It was the leader of the gang, came at 10 like all SPACs, went shooting up to 132. At 132 it had a market cap of 55 billion bigger than General Motors and bigger than Samsung. Quantumscape, a very good research lab working on a solid state lithium ion battery, half the weight in volume, rapid charge, no fire.

It would be very nice if it worked out, but back then it still had four years to go before it had any sales or any profits and it sold for more than General Motors. You have to admit that is a candidate for the biggest spec of the cycle, bigger than anything I can find in 1929 or 2000, got to remember in 2000 that the pet.coms were scores of millions or in a few cases, a few hundred millions.

This was 55 billion adjusted for inflation, adjusted for anything. That was a monstrous demonstration of the ability of the market to think deep, deep into the future and have positive thoughts. Anyway that peaked out in December 2020. In January ’21, the number of new issues peaked. In February the outperformance of the new issues peaked out and in February also ARC peaked. ARC, an exchange traded fund of about 30 growth stocks that are very early stage growth.

Most of them had no earnings, so that was exactly where the termites would be expected to go to work and then a month or two later the meme stocks with little or no earnings like AMC and GameStop they peaked out, and the whole Russell 2000, although it technically peaked in November, by early February ’21 it was about the same, it plateaued for over 10 months, almost 11 months of ’21 before going down.

They had been rolling over and 40% of the NASDAQ before December ’21 were down 50% or more.

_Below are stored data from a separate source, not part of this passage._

//! Minimal in-process software device.
//!
//! Implements enough of [`Device`] to back the staging heap, command list,
//! and shader-object tests without a native backend: host-memory buffers
//! that can be created, mapped, and unmapped directly, and textures that
//! only go as far as describing their own subresource layout (§3's
//! `getSubresourceLayout` law). Everything that would require real backend
//! translation (texture views, pipelines, surfaces, queues) returns
//! [`RhiError::NotAvailable`] -- the CPU device exists to drive the
//! backend-agnostic core, not to be a complete software rasterizer.

use std::any::Any;
use std::cell::UnsafeCell;
use std::ffi::c_void;
use std::sync::Arc;

use crate::types::*;

pub struct CpuBuffer {
    desc: BufferDesc,
    data: UnsafeCell<Box<[u8]>>,
}

impl CpuBuffer {
    fn new(desc: BufferDesc, init_data: Option<&[u8]>) -> Self {
        let mut data = vec![0u8; desc.size as usize].into_boxed_slice();
        if let Some(init) = init_data {
            let n = init.len().min(data.len());
            data[..n].copy_from_slice(&init[..n]);
        }
        Self { desc, data: UnsafeCell::new(data) }
    }

    fn as_mut_ptr(&self) -> *mut u8 {
        unsafe { (*self.data.get()).as_mut_ptr() }
    }
}

// SAFETY: access to `data` is only ever through the single `&mut [u8]` handed
// out by `CpuDevice::map_buffer`/`unmap_buffer`, serialized by the caller per
// the RHI's single-writer mapping contract (see `Device::map_buffer`).
unsafe impl Send for CpuBuffer {}
unsafe impl Sync for CpuBuffer {}

impl RHIObject for CpuBuffer {
    fn as_any(&self) -> &dyn Any {
        self
    }
}

impl Resource for CpuBuffer {
    fn get_native_handle(&self) -> Result<NativeHandle, RhiError> {
        Ok(NativeHandle::new(NativeHandleType::Undefined, self.as_mut_ptr() as u64))
    }
}

impl Buffer for CpuBuffer {
    fn get_desc(&self) -> &BufferDesc {
        &self.desc
    }

    fn get_shared_handle(&self) -> Result<NativeHandle, RhiError> {
        Err(RhiError::NotAvailable("cpu buffers cannot be shared cross-process".into()))
    }

    fn get_device_address(&self) -> DeviceAddress {
        self.as_mut_ptr() as DeviceAddress
    }

    fn get_descriptor_handle(
        &self,
        _access: DescriptorHandleAccess,
        _format: Format,
        _range: BufferRange,
    ) -> Result<DescriptorHandle, RhiError> {
        Err(RhiError::NotAvailable("cpu device has no descriptor heap".into()))
    }
}

pub struct CpuTexture {
    desc: TextureDesc,
}

impl CpuTexture {
    fn new(desc: TextureDesc) -> Self {
        Self { desc }
    }

    fn mip_extent(&self, mip: u32) -> Extent3D {
        let shift = mip.min(31);
        Extent3D::new(
            (self.desc.size.width >> shift).max(1),
            (self.desc.size.height >> shift).max(1),
            (self.desc.size.depth >> shift).max(1),
        )
    }
}

impl RHIObject for CpuTexture {
    fn as_any(&self) -> &dyn Any {
        self
    }
}

impl Resource for CpuTexture {
    fn get_native_handle(&self) -> Result<NativeHandle, RhiError> {
        Ok(NativeHandle::new(NativeHandleType::Undefined, 0))
    }
}

impl Texture for CpuTexture {
    fn get_desc(&self) -> &TextureDesc {
        &self.desc
    }

    fn get_shared_handle(&self) -> Result<NativeHandle, RhiError> {
        Err(RhiError::NotAvailable("cpu textures cannot be shared cross-process".into()))
    }

    fn create_view(&self, _desc: &TextureViewDesc) -> Result<Box<dyn TextureView>, RhiError> {
        Err(RhiError::NotAvailable("cpu device does not implement texture views".into()))
    }

    fn get_default_view(&self) -> Result<Box<dyn TextureView>, RhiError> {
        Err(RhiError::NotAvailable("cpu device does not implement texture views".into()))
    }

    fn get_subresource_layout(&self, mip: u32, row_alignment: Size) -> Result<SubresourceLayout, RhiError> {
        Ok(crate::format::subresource_layout(self.desc.format, self.mip_extent(mip), row_alignment))
    }
}

pub struct CpuDevice {
    info: DeviceInfo,
}

impl CpuDevice {
    pub fn new() -> Arc<Self> {
        Arc::new(Self {
            info: DeviceInfo {
                device_type: DeviceType::Cpu,
                limits: DeviceLimits {
                    max_buffer_size: u64::MAX,
                    max_texture_dimension_1d: 0,
                    max_texture_dimension_2d: 0,
                    max_texture_dimension_3d: 0,
                    max_texture_dimension_cube: 0,
                    max_texture_layers: 0,
                    max_vertex_input_elements: 0,
                    max_vertex_input_element_offset: 0,
                    max_vertex_streams: 0,
                    max_vertex_stream_stride: 0,
                    max_compute_threads_per_group: 0,
                    max_compute_thread_group_size: [0; 3],
                    max_compute_dispatch_thread_groups: [0; 3],
                    max_viewports: 0,
                    max_viewport_dimensions: [0; 2],
                    max_framebuffer_dimensions: [0; 3],
                    max_shader_visible_samplers: 0,
                },
                api_name: "cpu".into(),
                adapter_name: "software".into(),
                adapter_luid: AdapterLUID::default(),
                timestamp_frequency: 1_000_000_000,
            },
        })
    }
}

impl RHIObject for CpuDevice {
    fn as_any(&self) -> &dyn Any {
        self
    }
}

impl Device for CpuDevice {
    fn get_info(&self) -> &DeviceInfo {
        &self.info
    }

    fn get_native_device_handles(&self) -> Result<DeviceNativeHandles, RhiError> {
        Ok(DeviceNativeHandles::default())
    }

    fn get_features(&self) -> Result<Vec<Feature>, RhiError> {
        Ok(vec![Feature::SoftwareDevice])
    }

    fn has_feature(&self, feature: Feature) -> bool {
        feature == Feature::SoftwareDevice
    }

    fn has_feature_by_name(&self, feature: &str) -> bool {
        feature == "software-device"
    }

    fn get_format_support(&self, _format: Format) -> Result<FormatSupport, RhiError> {
        Ok(FormatSupport::NONE)
    }

    fn create_texture(
        &self,
        desc: &TextureDesc,
        _init_data: Option<&[SubresourceData]>,
    ) -> Result<Box<dyn Texture>, RhiError> {
        if desc.size.width == 0 || desc.size.height == 0 {
            return Err(RhiError::InvalidArgument("texture dimensions must be nonzero".into()));
        }
        Ok(Box::new(CpuTexture::new(desc.clone())))
    }

    fn create_buffer(&self, desc: &BufferDesc, init_data: Option<&[u8]>) -> Result<Box<dyn Buffer>, RhiError> {
        if desc.size == 0 {
            return Err(RhiError::InvalidArgument("buffer size must be nonzero".into()));
        }
        Ok(Box::new(CpuBuffer::new(desc.clone(), init_data)))
    }

    fn create_sampler(&self, _desc: &SamplerDesc) -> Result<Box<dyn Sampler>, RhiError> {
        Err(RhiError::NotAvailable("cpu device does not implement samplers".into()))
    }

    fn create_texture_view(
        &self,
        _texture: &dyn Texture,
        _desc: &TextureViewDesc,
    ) -> Result<Box<dyn TextureView>, RhiError> {
        Err(RhiError::NotAvailable("cpu device does not implement texture views".into()))
    }

    fn create_surface(&self, _window_handle: WindowHandle) -> Result<Box<dyn Surface>, RhiError> {
        Err(RhiError::NotAvailable("cpu device has no presentation surface".into()))
    }

    fn create_input_layout(&self, _desc: &InputLayoutDesc) -> Result<Box<dyn InputLayout>, RhiError> {
        Err(RhiError::NotAvailable("cpu device does not implement input layouts".into()))
    }

    fn get_queue(&self, _queue_type: QueueType) -> Result<Box<dyn CommandQueue>, RhiError> {
        Err(RhiError::NotAvailable("cpu device does not implement command queues".into()))
    }

    fn create_shader_program(&self, _desc: &ShaderProgramDesc) -> Result<Box<dyn ShaderProgram>, RhiError> {
        Err(RhiError::NotAvailable("cpu device does not implement shader programs".into()))
    }

    fn create_render_pipeline(&self, _desc: &RenderPipelineDesc) -> Result<Box<dyn RenderPipeline>, RhiError> {
        Err(RhiError::NotAvailable("cpu device does not implement render pipelines".into()))
    }

    fn create_compute_pipeline(&self, _desc: &ComputePipelineDesc) -> Result<Box<dyn ComputePipeline>, RhiError> {
        Err(RhiError::NotAvailable("cpu device does not implement compute pipelines".into()))
    }

    fn create_ray_tracing_pipeline(
        &self,
        _desc: &RayTracingPipelineDesc,
    ) -> Result<Box<dyn RayTracingPipeline>, RhiError> {
        Err(RhiError::NotAvailable("cpu device does not implement ray tracing".into()))
    }

    fn create_query_pool(&self, _desc: &QueryPoolDesc) -> Result<Box<dyn QueryPool>, RhiError> {
        Err(RhiError::NotAvailable("cpu device does not implement query pools".into()))
    }

    fn create_acceleration_structure(
        &self,
        _desc: &AccelerationStructureDesc,
    ) -> Result<Box<dyn AccelerationStructure>, RhiError> {
        Err(RhiError::NotAvailable("cpu device does not implement acceleration structures".into()))
    }

    fn create_fence(&self, _desc: &FenceDesc) -> Result<Box<dyn Fence>, RhiError> {
        Err(RhiError::NotAvailable("cpu device does not implement fences".into()))
    }

    fn create_heap(&self, _desc: &HeapDesc) -> Result<Box<dyn Heap>, RhiError> {
        Err(RhiError::NotAvailable("cpu device does not implement heaps".into()))
    }

    fn map_buffer(&self, buffer: &dyn Buffer, _mode: CpuAccessMode) -> Result<*mut c_void, RhiError> {
        let cpu_buffer = buffer
            .as_any()
            .downcast_ref::<CpuBuffer>()
            .ok_or_else(|| RhiError::Internal("buffer was not created by CpuDevice".into()))?;
        Ok(cpu_buffer.as_mut_ptr() as *mut c_void)
    }

    fn unmap_buffer(&self, _buffer: &dyn Buffer) -> Result<(), RhiError> {
        Ok(())
    }

    fn wait_for_fences(
        &self,
        _fences: &[&dyn Fence],
        _fence_values: &[u64],
        _wait_for_all: bool,
        _timeout: u64,
    ) -> Result<(), RhiError> {
        Ok(())
    }
}

#[cfg(test)]
mod tests {
    use super::*;

    #[test]
    fn create_and_map_roundtrip() {
        let device = CpuDevice::new();
        let desc = BufferDesc { size: 256, ..Default::default() };
        let buffer = device.create_buffer(&desc, None).unwrap();

        let ptr = device.map_buffer(buffer.as_ref(), CpuAccessMode::Write).unwrap() as *mut u8;
        unsafe {
            std::ptr::write_bytes(ptr, 0xab, 256);
        }
        device.unmap_buffer(buffer.as_ref()).unwrap();

        let ptr = device.map_buffer(buffer.as_ref(), CpuAccessMode::Read).unwrap() as *const u8;
        let slice = unsafe { std::slice::from_raw_parts(ptr, 256) };
        assert!(slice.iter().all(|&b| b == 0xab));
    }

    #[test]
    fn s9_texture_subresource_layout_accounts_for_mip_shrink() {
        let device = CpuDevice::new();
        let desc = TextureDesc {
            size: Extent3D::new(256, 256, 1),
            format: Format::RGBA8Unorm,
            mip_count: 9,
            ..Default::default()
        };
        let texture = device.create_texture(&desc, None).unwrap();

        let mip0 = texture.get_subresource_layout(0, 1).unwrap();
        assert_eq!(mip0.size, Extent3D::new(256, 256, 1));
        assert_eq!(mip0.row_pitch, 256 * 4);

        let mip4 = texture.get_subresource_layout(4, 1).unwrap();
        assert_eq!(mip4.size, Extent3D::new(16, 16, 1));
        assert_eq!(mip4.row_pitch, 16 * 4);
    }

    #[test]
    fn create_texture_rejects_zero_sized_dimensions() {
        let device = CpuDevice::new();
        let desc = TextureDesc { size: Extent3D::new(0, 1, 1), ..Default::default() };
        assert!(device.create_texture(&desc, None).is_err());
    }
}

So anyone who was into deep speculation knew very well that the bubble had started to lose air long before the end of ’21. That’s one point I’d like to make.

Secondly, the first half of this year is about as fast as stock markets ever declined. I remember seeing that the first four months was the fastest decline in the S&P since 1939, when I was one year old and they were preparing for World War I. So that’s a pretty good excuse to go down and this was the fastest decline.

This is the about as fast as markets go down and they always have good rallies. There’s nothing as quick and spectacular as a bear market rally. They had one in late 1929 to early 1930, an absolute doozy of 45% and of course with historical hindsight they signified very little, but at the time they frightened the pants off bears and they give hope that all is over, all is forgotten and it’s back to the races. I suspect we may very well have a pretty decent bear market rally as we sit. I wouldn’t be surprised if this went on for at least another month.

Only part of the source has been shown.